Central Bank Governor Professor W D Lakshman said that out of the box thinking was required if Sri Lanka was to achieve a high rate of growth. Prof Lakshman was speaking on a webinar released on June 22.
Prof Lakshman said that the COVID-19 crisis was not a normal situation. He said that to save the livelihoods of the common man and to protect the economy there was a call for out of the box thinking by the Central Bank. He said that people concerned with the Central Bank all agreed that drastic actions by the bank were required and that the only disagreement was on the chosen course of action.
Prof Lakshman said that recent events linked to a lending institution were for an organization that was not registered with the Central Bank. He highlighted the newly formed committee that will look into the conduct of lending institutions.
Prof Lakshman said that the statutory reserve ratios which had already been brought down earlier in his tenure had now been reduced by 300 basis points from 5 percent to 2 percent. This will release Rs 115 billion additional liquidity into the banking system. Prof Lakshman noted that the banking sector was in full control of how to disburse the released cash from reserves.
He said that from 2015-2019 the Central Bank was dealing with the fallout caused by irregularities surrounding the government bond issuance.

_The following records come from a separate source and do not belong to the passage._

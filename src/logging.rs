// ABOUTME: Logging configuration and structured logging setup for observability and debugging
// ABOUTME: Configures log levels, formatters, and noise filters for the tracing subscriber
//
// SPDX-License-Identifier: MIT OR Apache-2.0
// Copyright (c) 2025 FitTrack Contributors

//! Structured logging configuration

use crate::config::ServerConfig;
use crate::constants::service_names;
use anyhow::Result;
use serde_json::json;
use std::env;
use std::io;
use tracing::info;
use tracing_subscriber::{
    fmt::{self, format::FmtSpan},
    layer::SubscriberExt,
    util::SubscriberInitExt,
    EnvFilter,
};

/// Logging configuration
#[derive(Debug, Clone)]
#[allow(clippy::struct_excessive_bools)]
pub struct LoggingConfig {
    /// Log level (trace, debug, info, warn, error)
    pub level: String,
    /// Output format (json, pretty, compact)
    pub format: LogFormat,
    /// Include source file and line numbers
    pub include_location: bool,
    /// Include thread information
    pub include_thread: bool,
    /// Include span enter/close events
    pub include_spans: bool,
    /// Service name for structured logging
    pub service_name: String,
    /// Service version
    pub service_version: String,
    /// Environment (development, testing, production)
    pub environment: String,
}

/// Log output format options
#[derive(Debug, Clone, Copy, PartialEq, Eq)]
pub enum LogFormat {
    /// `JSON` format for production logging
    Json,
    /// Pretty format for development
    Pretty,
    /// Compact format for space-constrained environments
    Compact,
}

impl LogFormat {
    /// Parse the `LOG_FORMAT` value, defaulting to pretty
    #[must_use]
    pub fn from_str_or_default(s: &str) -> Self {
        match s {
            "json" => Self::Json,
            "compact" => Self::Compact,
            _ => Self::Pretty,
        }
    }
}

impl Default for LoggingConfig {
    fn default() -> Self {
        Self {
            level: "info".into(),
            format: LogFormat::Pretty,
            include_location: false,
            include_thread: false,
            include_spans: false,
            service_name: service_names::FITTRACK_SERVER.into(),
            service_version: env!("CARGO_PKG_VERSION").to_owned(),
            environment: "development".into(),
        }
    }
}

impl LoggingConfig {
    /// Create logging configuration from the loaded server configuration
    ///
    /// `RUST_LOG` overrides the configured `LOG_LEVEL` when set. Production
    /// defaults to `JSON` output with full context.
    #[must_use]
    pub fn from_server_config(config: &ServerConfig) -> Self {
        let level = env::var("RUST_LOG")
            .ok()
            .filter(|directives| !directives.trim().is_empty())
            .unwrap_or_else(|| config.log_level.to_string());
        let is_production = config.environment.is_production();
        let format = match env::var("LOG_FORMAT") {
            Ok(raw) => LogFormat::from_str_or_default(&raw),
            Err(_) if is_production => LogFormat::Json,
            Err(_) => LogFormat::Pretty,
        };

        Self {
            level,
            format,
            include_location: is_production || env::var("LOG_INCLUDE_LOCATION").is_ok(),
            include_thread: is_production || env::var("LOG_INCLUDE_THREAD").is_ok(),
            include_spans: is_production || env::var("LOG_INCLUDE_SPANS").is_ok(),
            service_name: env::var("SERVICE_NAME")
                .unwrap_or_else(|_| service_names::FITTRACK_SERVER.into()),
            service_version: env!("CARGO_PKG_VERSION").to_owned(),
            environment: config.environment.to_string(),
        }
    }

    /// Build the filter: the configured level plus noise reduction for dependencies
    #[must_use]
    pub fn env_filter(&self) -> EnvFilter {
        let mut filter = EnvFilter::new(&self.level);
        for directive in [
            "hyper=warn",
            "hyper::proto=warn",
            "sqlx=warn",
            "sqlx::query=warn",
            "tower_http=info",
        ] {
            if let Ok(parsed) = directive.parse() {
                filter = filter.add_directive(parsed);
            }
        }
        filter
    }

    /// Initialize the global tracing subscriber
    ///
    /// # Errors
    ///
    /// Returns an error if a global subscriber is already installed
    pub fn init(&self) -> Result<()> {
        let registry = tracing_subscriber::registry().with(self.env_filter());
        let span_events = if self.include_spans {
            FmtSpan::NEW | FmtSpan::CLOSE
        } else {
            FmtSpan::NONE
        };

        match self.format {
            LogFormat::Json => {
                let json_layer = fmt::layer()
                    .with_file(self.include_location)
                    .with_line_number(self.include_location)
                    .with_thread_ids(self.include_thread)
                    .with_thread_names(self.include_thread)
                    .with_target(true)
                    .with_writer(io::stdout)
                    .with_span_events(span_events)
                    .json();
                registry.with(json_layer).try_init()?;
            }
            LogFormat::Pretty => {
                let pretty_layer = fmt::layer()
                    .with_file(self.include_location)
                    .with_line_number(self.include_location)
                    .with_thread_ids(self.include_thread)
                    .with_thread_names(self.include_thread)
                    .with_target(true)
                    .with_writer(io::stdout)
                    .with_span_events(span_events);
                registry.with(pretty_layer).try_init()?;
            }
            LogFormat::Compact => {
                let compact_layer = fmt::layer()
                    .compact()
                    .with_target(false)
                    .with_writer(io::stdout)
                    .with_span_events(FmtSpan::NONE);
                registry.with(compact_layer).try_init()?;
            }
        }

        self.log_startup_info();
        Ok(())
    }

    /// Log structured startup information
    fn log_startup_info(&self) {
        info!(
            service.name = %self.service_name,
            service.version = %self.service_version,
            environment = %self.environment,
            log.level = %self.level,
            log.format = ?self.format,
            "FitTrack server starting up"
        );

        let config_summary = json!({
            "service": {
                "name": self.service_name,
                "version": self.service_version,
                "environment": self.environment
            },
            "logging": {
                "level": self.level,
                "format": format!("{:?}", self.format),
                "features": {
                    "location": self.include_location,
                    "thread": self.include_thread,
                    "spans": self.include_spans
                }
            }
        });

        info!("Logging configured: {}", config_summary);
    }
}

/// Initialize logging from the loaded server configuration
///
/// # Errors
///
/// Returns an error if logging initialization fails
pub fn init_from_config(config: &ServerConfig) -> Result<()> {
    LoggingConfig::from_server_config(config).init()
}

/// Application-specific logging utilities
pub struct AppLogger;

impl AppLogger {
    /// Log a completed `API` request
    pub fn log_api_request(method: &str, path: &str, status: u16, duration_ms: u64) {
        info!(
            http.method = %method,
            http.path = %path,
            http.status = %status,
            http.duration_ms = %duration_ms,
            "HTTP request"
        );
    }

    /// Log database operations
    pub fn log_database_operation(operation: &str, table: &str, success: bool, duration_ms: u64) {
        info!(
            db.operation = %operation,
            db.table = %table,
            db.success = %success,
            db.duration_ms = %duration_ms,
            "Database operation"
        );
    }

    /// Log a random recommendation
    pub fn log_recommendation(kind: &str, candidates: usize, chosen: Option<&str>) {
        info!(
            recommendation.kind = %kind,
            recommendation.candidates = %candidates,
            recommendation.chosen = chosen.unwrap_or("none"),
            "Recommendation made"
        );
    }
}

Prof Lakshman highlighted the firm decisions taken by the newly appointed President and the relief granted through fiscal measures to the broader population. He said that during February of this year he had publicly stated that Sri Lanka was ready for an economic take-off in terms of growth but the COVID crisis struck in March.
The governor said that the Central Bank should look to create stable growth and to prevent asset bubbles from forming. He said that the Central Bank exists to maintain price stability and to regulate the banking sector. Prof Laksman said that Sri Lanka unlike other countries with economic success stories was yet to have a 10 year period with high sustained economic growth in excess of 8 percent.
He said that the President’s recent statements were directed at the Monetary Board and not the Central Bank as the Central Bank did not have the power to take the decisions discussed.